I used to hear that health care was behind other industries when it comes to digital technology adoption and delivering immersive consumer experiences.
It may be behind CPG, retail, finance and travel, but it is by no means slower. The industry is evolving quickly, largely because it is finally putting the consumer at the center of its ecosystem, as opposed to the health system, provider, channel or technology. The moment the consumer becomes the center of an industry ecosystem, the opportunities and the challenges become fairly consistent and industry agnostic.
Like the other industries, health care now has the ability to capture consumer data across clinical, claims, biometrics, behavioral, demographic, insurance, administrative and cost. At the same time, technologies have increased access, improved quality and lowered the costs associated with telemedicine, always-on communication, sensors and wearables.
For the first time, health systems have another meaning for the title CMO. In addition to the chief medical officer, there is now also the chief marketing officer. Today, health care is as much about communication, convenience and always-on engagement as it is about treatments and outcomes. This has pushed the traditionally peripheral functions of marketing and advertising to the center of its operating model.
This fundamental shift isn’t a mere accident but an organic response to the broader industry dynamics that have evolved. Consumers are increasingly forced to shoulder additional health care costs as health networks shrink. At the same time, outcomes and clinical results are driving health system profit margins, leading networks to prioritize wellness over bringing in more patients.
As a result, consumers are demanding better experiences, control and choice. Consumers have thrust themselves to the center of this ecosystem and expect the same values of choice, convenience, cost effectiveness, control and experience offered by other industries, such as retail, banking, hospitality and travel. They are assuming ownership of their health and wellness, while taking advantage of information and technology.
Health care is at a crossroads where consumers are challenging the traditional models, pushing them toward convenience and experience without losing the emphasis on care and cost.

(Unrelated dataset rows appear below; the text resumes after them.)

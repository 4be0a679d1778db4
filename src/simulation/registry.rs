//! In-memory registry of simulations.

use std::collections::HashMap;
use std::sync::Arc;

use tokio::sync::{Mutex, RwLock};
use uuid::Uuid;

use crate::error::{Result, SimulationError};
use crate::simulation::Simulation;

/// A simulation behind its own lock.
///
/// The per-simulation lock serializes the read-check-transition sequences of
/// `run`, `stop`, `delete`, and state reconciliation. It is held across the
/// runner's `start`, so it is an async mutex.
pub type SharedSimulation = Arc<Mutex<Simulation>>;

/// Owns every live simulation.
///
/// Only insert and remove take the write lock; lookups share the read lock
/// and release it before the caller locks the simulation itself.
#[derive(Default)]
pub struct SimulationRegistry {
    simulations: RwLock<HashMap<Uuid, SharedSimulation>>,
}

impl SimulationRegistry {
    /// Create an empty registry.
    pub fn new() -> Self {
        Self::default()
    }

    /// Register a simulation under its pre-assigned id.
    pub async fn insert(&self, simulation: Simulation) -> Uuid {
        let id = simulation.id();
        self.simulations
            .write()
            .await
            .insert(id, Arc::new(Mutex::new(simulation)));
        id
    }

    /// Get a simulation by id.
    pub async fn get(&self, id: Uuid) -> Result<SharedSimulation> {
        self.simulations
            .read()
            .await
            .get(&id)
            .cloned()
            .ok_or_else(|| {
                tracing::error!("Simulation with id '{}' not found", id);
                SimulationError::not_found(id)
            })
    }

    /// Unregister a simulation. Files on disk are left alone.
    pub async fn remove(&self, id: Uuid) -> Result<SharedSimulation> {
        self.simulations
            .write()
            .await
            .remove(&id)
            .ok_or_else(|| SimulationError::not_found(id))
    }

    /// All simulations, in no particular order.
    pub async fn list(&self) -> Vec<SharedSimulation> {
        self.simulations.read().await.values().cloned().collect()
    }

    /// Check if a simulation is registered.
    pub async fn contains(&self, id: Uuid) -> bool {
        self.simulations.read().await.contains_key(&id)
    }

    /// Number of registered simulations.
    pub async fn len(&self) -> usize {
        self.simulations.read().await.len()
    }

    /// Whether no simulation is registered.
    pub async fn is_empty(&self) -> bool {
        self.simulations.read().await.is_empty()
    }
}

The mass adoption of alternative care paths, apps, telemedicine and the harmonization of clinical data and information will ultimately evolve health care models and regulations to suit and meet the growing consumer demands.
The brands that respond with agility will survive, while the rest will perish.

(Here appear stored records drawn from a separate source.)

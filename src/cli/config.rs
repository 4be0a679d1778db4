//! Configuration inspection commands.

use clap::Subcommand;

use crate::config::Config;

#[derive(Subcommand, Debug, Clone)]
pub enum ConfigCommand {
    /// List the resolved configuration
    List {
        /// Show only keys matching this prefix (e.g., "runner", "http")
        #[arg(short, long)]
        filter: Option<String>,
    },

    /// Get a single resolved value
    Get {
        /// Key (e.g., "runner.program")
        key: String,
    },
}

/// Run a config command against the resolved configuration.
pub fn run_config_command(cmd: ConfigCommand, config: &Config) -> anyhow::Result<()> {
    match cmd {
        ConfigCommand::List { filter } => list_config(config, filter),
        ConfigCommand::Get { key } => get_config(config, &key),
    }
}

fn list_config(config: &Config, filter: Option<String>) -> anyhow::Result<()> {
    let all = entries(config);
    let max_key_len = all.iter().map(|(k, _)| k.len()).max().unwrap_or(0);

    println!("Configuration:");
    println!();

    for (key, value) in all {
        if let Some(ref f) = filter
            && !key.starts_with(f.as_str())
        {
            continue;
        }
        println!("  {:width$}  {}", key, value, width = max_key_len);
    }

    Ok(())
}

fn get_config(config: &Config, key: &str) -> anyhow::Result<()> {
    match lookup(config, key) {
        Some(value) => {
            println!("{}", value);
            Ok(())
        }
        None => anyhow::bail!("Unknown configuration key: {}", key),
    }
}

fn lookup(config: &Config, key: &str) -> Option<String> {
    entries(config)
        .into_iter()
        .find(|(k, _)| *k == key)
        .map(|(_, v)| v)
}

fn entries(config: &Config) -> Vec<(&'static str, String)> {
    vec![
        (
            "simulations_root",
            config.simulations_root.display().to_string(),
        ),
        (
            "runner.program",
            config
                .runner
                .program
                .as_ref()
                .map(|p| p.display().to_string())
                .unwrap_or_else(|| "(unset)".to_string()),
        ),
        ("runner.args", config.runner.args.join(" ")),
        ("runner.bundle_name", config.runner.bundle_name.clone()),
        ("http.host", config.http.host.clone()),
        ("http.port", config.http.port.to_string()),
    ]
}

As health care adapts to a digital world, it can learn from the mistakes of other industries. The most common: the temptation to manage digital as an external entity. Large enterprises must believe and subscribe to the concept of “health care in a digital world” for a “digital consumer” who no longer differentiates between the physical and digital. Everything is now digital, including the services needed to take care of consumer health. That’s a subtle but important difference.
The health care industry should avoid channel hysteria. Just as in data-driven marketing, it’s understandable how health care companies want to become multichannel as a brand. However, consumers don’t see channels – they care about the experience, value and the story brought to them. In other words, they want immersive omnichannel and seamless experiences that drive participation and behavioral change.
With 40 million consumers looking for health information online every month, the need for always-on engagement through precise, relevant and contextual content cannot be understated. Consumers no longer wait for information; they proactively seek and find information at a time, location and touchpoint of their choice.
For brands to be successful in driving behaviors and engagement, they must understand consumers’ context – the who, where, when, why, how and what – and use it to influence and inspire every piece of content seamlessly across channels.
Brands’ ability to predict consumers’ care and wellness needs, along with giving them what they need before they know they need, it will differentiate the winners from the losers.